Aquel marcador de punta jugó en algunos equipos de alto renombre y en otros de ninguna fama, casi todos lejos del pueblo donde mi madre se le declaró a mi padre. Entre esos últimos había uno que, en su acta fundacional, figuraba como el Deportivo no sé cuánto pero al que la lógica tornó primero en Deportivo García Márquez y, luego, bastante rápido, en “el García Márquez”. En el triunfo, en la derrota y en cualquier otra circunstancia, el capitán pronunciaba la palabra “mierda” con el énfasis con el que se cantan un himno o un gol. Había árbitros que lo amonestaban, lo expulsaban y hasta se ofendían porque tardaban en entender que hablar “mierda”, entonar “mierda” y gritar “mierda” era el homenaje consecutivo que ese capitán le hacía a su abuelo, capitán también de un club de glorias no reconocidas, idéntico en demasiadas cuestiones al viejo de El coronel no tiene quien le escriba, ese libro de abismos y de maravillas que en el final del final, tallándose en las vísceras de cada lector, ponía a la palabra “mierda” en la cumbre de todas las literaturas.

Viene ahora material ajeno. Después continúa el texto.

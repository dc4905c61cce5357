use ulid::Ulid;

/// Generates a new ULID-based ID with the given prefix.
///
/// # Examples
/// ```
/// let id = forum_common::id::prefixed_ulid("usr");
/// assert!(id.starts_with("usr_"));
/// ```
pub fn prefixed_ulid(prefix: &str) -> String {
    format!("{}_{}", prefix, Ulid::new())
}

/// Marker trait for types that represent a prefixed ID.
pub trait PrefixedId {
    const PREFIX: &'static str;

    fn generate() -> String {
        prefixed_ulid(Self::PREFIX)
    }
}

/// Well-known ID prefixes.
pub mod prefix {
    pub const USER: &str = "usr";
    pub const MESSAGE: &str = "msg";
    pub const SESSION: &str = "ses";
}
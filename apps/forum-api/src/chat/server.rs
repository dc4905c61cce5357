//! WebSocket upgrade handler and per-connection read loop.

use axum::extract::ws::{Message, WebSocket};
use axum::extract::{Query, State, WebSocketUpgrade};
use axum::response::{IntoResponse, Response};
use axum::routing::get;
use axum::Router;
use futures_util::stream::{SplitSink, SplitStream};
use futures_util::{SinkExt, StreamExt};
use serde::Deserialize;
use tokio::sync::mpsc;

use crate::auth::middleware::AuthUser;
use crate::error::ApiError;
use crate::AppState;

pub fn router() -> Router<AppState> {
    Router::new().route("/api/chat", get(ws_upgrade))
}

#[derive(Debug, Deserialize)]
struct ChatQuery {
    sender_id: Option<String>,
}

/// Message-shaped inbound frame. The identifier, timestamp, and sequence
/// number are assigned at write time, so only these fields are read.
#[derive(Debug, Deserialize)]
struct InboundFrame {
    sender_id: String,
    receiver_id: String,
    content: String,
}

async fn ws_upgrade(
    _auth: AuthUser,
    Query(query): Query<ChatQuery>,
    State(state): State<AppState>,
    ws: WebSocketUpgrade,
) -> Response {
    // Fail closed: no identity, no upgrade, no registry entry.
    let Some(sender_id) = query.sender_id.filter(|s| !s.is_empty()) else {
        return ApiError::bad_request("Missing sender_id query parameter").into_response();
    };

    ws.on_upgrade(move |socket| handle_connection(socket, state, sender_id))
        .into_response()
}

async fn handle_connection(socket: WebSocket, state: AppState, sender_id: String) {
    let (ws_tx, ws_rx) = socket.split();

    // The registry gets a channel to this connection's writer task, not the
    // socket itself.
    let (tx, rx) = mpsc::unbounded_channel::<String>();
    let conn_id = state.registry.register(&sender_id, tx);

    tracing::info!(conn_id, user_id = %sender_id, "chat connection opened");

    let writer = tokio::spawn(write_frames(ws_tx, rx));

    read_frames(ws_rx, &state, conn_id, &sender_id).await;

    // Unregistering drops the only sender, which lets the writer task flush
    // anything already queued and then stop.
    state.registry.unregister(conn_id);
    let _ = writer.await;

    tracing::info!(conn_id, user_id = %sender_id, "chat connection closed");
}

/// Blocking read loop: decode, persist, then hand off for fan-out.
async fn read_frames(
    mut ws_rx: SplitStream<WebSocket>,
    state: &AppState,
    conn_id: u64,
    sender_id: &str,
) {
    while let Some(frame) = ws_rx.next().await {
        match frame {
            Ok(Message::Text(text)) => {
                // Malformed input is fatal to this connection only.
                let inbound: InboundFrame = match serde_json::from_str(&text) {
                    Ok(frame) => frame,
                    Err(e) => {
                        tracing::debug!(?e, conn_id, "malformed chat frame; closing connection");
                        break;
                    }
                };

                // Frames must carry the identity this connection registered
                // with; anything else is a protocol violation.
                if inbound.sender_id != sender_id {
                    tracing::warn!(
                        conn_id,
                        claimed = %inbound.sender_id,
                        "frame sender does not match connection identity; closing connection"
                    );
                    break;
                }

                // Persistence precedes fan-out; a message that failed to
                // persist is never broadcast. A single failed write does
                // not end the session.
                match state
                    .messages
                    .append(&inbound.sender_id, &inbound.receiver_id, &inbound.content)
                    .await
                {
                    Ok(stored) => state.dispatcher.dispatch(stored),
                    Err(e) => {
                        tracing::error!(
                            code = %e.code,
                            message = %e.message,
                            conn_id,
                            "failed to persist chat message"
                        );
                    }
                }
            }
            Ok(Message::Ping(_)) | Ok(Message::Pong(_)) | Ok(Message::Binary(_)) => continue,
            Ok(Message::Close(_)) => break,
            Err(e) => {
                tracing::debug!(?e, conn_id, "ws read error");
                break;
            }
        }
    }
}

/// Writer task: forwards frames queued by the dispatcher to the socket.
async fn write_frames(
    mut ws_tx: SplitSink<WebSocket, Message>,
    mut rx: mpsc::UnboundedReceiver<String>,
) {
    while let Some(frame) = rx.recv().await {
        if ws_tx.send(Message::Text(frame.into())).await.is_err() {
            // Transport is gone; the dispatcher drops this entry on its
            // next failed push.
            break;
        }
    }
    let _ = ws_tx.close().await;
}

Además del marcador de punta y del capitán, el García Márquez era un equipo que honraba a un entrenador que imbuía de místicas a sus jugadores y a su público asegurándoles que cada partido era un acontecimiento tan intenso como Los funerales de la Mamá Grande. Si, a pesar de eso, las sombras del desastre se posaban sobre su plantel, el entrenador proponía una cita colectiva, elegía a uno de los personajes de La mala hora o de Crónica de una muerte anunciada, lo retrataba, casi a la manera de García Márquez, en sus agobios y en sus debilidades y les sugería a sus muchachos que, al revés, recuperaran las esperanzas de respirar, de jugar y de pelear contra lo injusto como hacía García Márquez no sólo cuando escribía sino cuando, sin fisuras, se paraba en el costado correcto en la cancha de la realidad. Una vez, otra vez y otra vez, el entrenador cerraba esas convocatorias con la misma frase: “Sin embargo, frente a la opresión, el saqueo y el abandono, nuestra respuesta es la vida”. Para él, en esas dieciseis palabras residía la esencia de La soledad de América Latina, el discurso con el que colombiano recibió el Premio Nobel en 1982. También entreveía ahí la esencia de García Márquez.

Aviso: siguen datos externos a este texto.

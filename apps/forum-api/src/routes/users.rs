//! Chat sidebar listing: every other user, with presence and the last
//! exchanged message.

use axum::extract::State;
use axum::routing::get;
use axum::{Json, Router};
use chrono::{DateTime, Utc};
use serde::Serialize;
use utoipa::ToSchema;

use crate::auth::middleware::AuthUser;
use crate::error::{ApiError, ApiErrorBody};
use crate::AppState;

pub fn router() -> Router<AppState> {
    Router::new().route("/api/users", get(list_users))
}

#[derive(Debug, Serialize, ToSchema)]
pub struct UserSummary {
    pub id: String,
    pub nickname: String,
    pub online: bool,
    /// Content of the most recent message exchanged with this user, if any.
    pub last_message: Option<String>,
    pub last_message_at: Option<DateTime<Utc>>,
}

#[utoipa::path(
    get,
    path = "/api/users",
    tag = "Users",
    responses(
        (status = 200, description = "All other users with presence and last message", body = Vec<UserSummary>),
        (status = 401, description = "Missing or invalid session", body = ApiErrorBody),
    ),
)]
pub async fn list_users(
    AuthUser { user_id }: AuthUser,
    State(state): State<AppState>,
) -> Result<Json<Vec<UserSummary>>, ApiError> {
    let users = state.users.list_except(&user_id).await?;

    let mut summaries = Vec::with_capacity(users.len());
    for user in users {
        let last = state.messages.last_message(&user_id, &user.id).await?;
        summaries.push(UserSummary {
            online: state.registry.is_online(&user.id),
            id: user.id,
            nickname: user.nickname,
            last_message: last.as_ref().map(|m| m.content.clone()),
            last_message_at: last.map(|m| m.created_at),
        });
    }

    Ok(Json(summaries))
}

Tanta identidad germinaba bien. Un poco tosco pero mucho más tenaz que tosco, el mediocampista central del García Márquez pedía que lo llamaran Florentino Ariza, como uno de los protagonistas de El amor en los tiempos del cólera. La pelota, esa fascinación, se le volvía esquiva en muchos partidos, pero perseveraba, no se resignaba, se susurraba con él como oyente único que, así como Florentino Ariza había terminado a los abrazos con Fermina Daza tras décadas de no consumar un amor hecho paciencia, la pelota, al concluir el camino, se rendiría a la voluntad de sus pies y sobrevendría una infinita felicidad. Florentino Ariza (el mediocampista central, no el del libro) había aprendido de García Márquez que cada gente es un universo y que, en consecuencia, no todos advertían con las mismas señales eso de que “el más terrible de los sentimientos es el sentimiento de tener la esperanza perdida”. El arquero, por caso, se había educado en el arte de no extraviar las esperanzas con Memoria de mis putas tristes, una obra que instruye sobre cómo un amor imposible no tiene por qué ser imposible para todos los tiempos o, más que eso, sobre cómo lo imposible, el imposible que sea, esconde alguna llave para abrir las puertas de la posibilidad. En el vestuario en el que los futbolistas del García Márquez cobijaban sus ilusiones, de tanto en tanto brotaban ejemplares de Memorias de mis putas tristes. Muchos creían que los repartía el arquero. Falso: esos ejemplares viajaban en la mochila de un defensor suplente, tan tímido como el propio García Márquez cuando respiraba su juventud y nadie estaba enterado de que era García Márquez.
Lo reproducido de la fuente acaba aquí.